WORK ORDER: Write out, word for word, only the data from its first line to the line containing "pub const MIN_PASSWORD_LENGTH: usize = 6;".
Top of DATA TO USE
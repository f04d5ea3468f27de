use std::sync::LazyLock;

use regex::Regex;
use serde::{Deserialize, Serialize};

static USERNAME_PATTERN: LazyLock<Regex> =
    LazyLock::new(|| Regex::new(r"^[A-Za-z0-9_.-]{3,32}$").expect("valid username pattern"));

pub const MIN_PASSWORD_LENGTH: usize = 6;

#[derive(Clone, Debug, Deserialize, Serialize, PartialEq)]
pub struct User {
    pub username: String,
    pub password_hash: String,
    #[serde(default)]
    pub monthly_budget: f64,
}

/// Login and registration form body.
#[derive(Clone, Debug, Default, Deserialize)]
pub struct Credentials {
    #[serde(default)]
    pub username: String,
    #[serde(default)]
    pub password: String,
}

impl Credentials {
    pub fn validate(&self) -> Result<(), String> {
        if !USERNAME_PATTERN.is_match(self.username.trim()) {
            return Err(
                "Usernames must be 3-32 characters of letters, digits, '.', '_' or '-'."
                    .to_string(),
            );
        }

        if self.password.chars().count() < MIN_PASSWORD_LENGTH {
            return Err(format!(
                "Passwords must be at least {} characters long.",
                MIN_PASSWORD_LENGTH
            ));
        }

        Ok(())
    }
}

#[derive(Clone, Debug, Default, Deserialize)]
pub struct BudgetForm {
    #[serde(default)]
    pub budget: String,
}

impl BudgetForm {
    pub fn validate(&self) -> Result<f64, String> {
        match self.budget.trim().parse::<f64>() {
            Ok(budget) if budget.is_finite() && budget >= 0.0 => Ok(budget),
            _ => Err("Please enter a valid non-negative budget.".to_string()),
        }
    }
}
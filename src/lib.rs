pub mod models;
pub mod repositories;
pub mod services;
pub mod settings;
Bottom of DATA TO USE
RESPONSE AREA:
repository f04d5ea3468f27de
use std::sync::LazyLock;

use regex::Regex;
use serde::{Deserialize, Serialize};

static USERNAME_PATTERN: LazyLock<Regex> =
    LazyLock::new(|| Regex::new(r"^[A-Za-z0-9_.-]{3,32}$").expect("valid username pattern"));

pub const MIN_PASSWORD_LENGTH: usize = 6;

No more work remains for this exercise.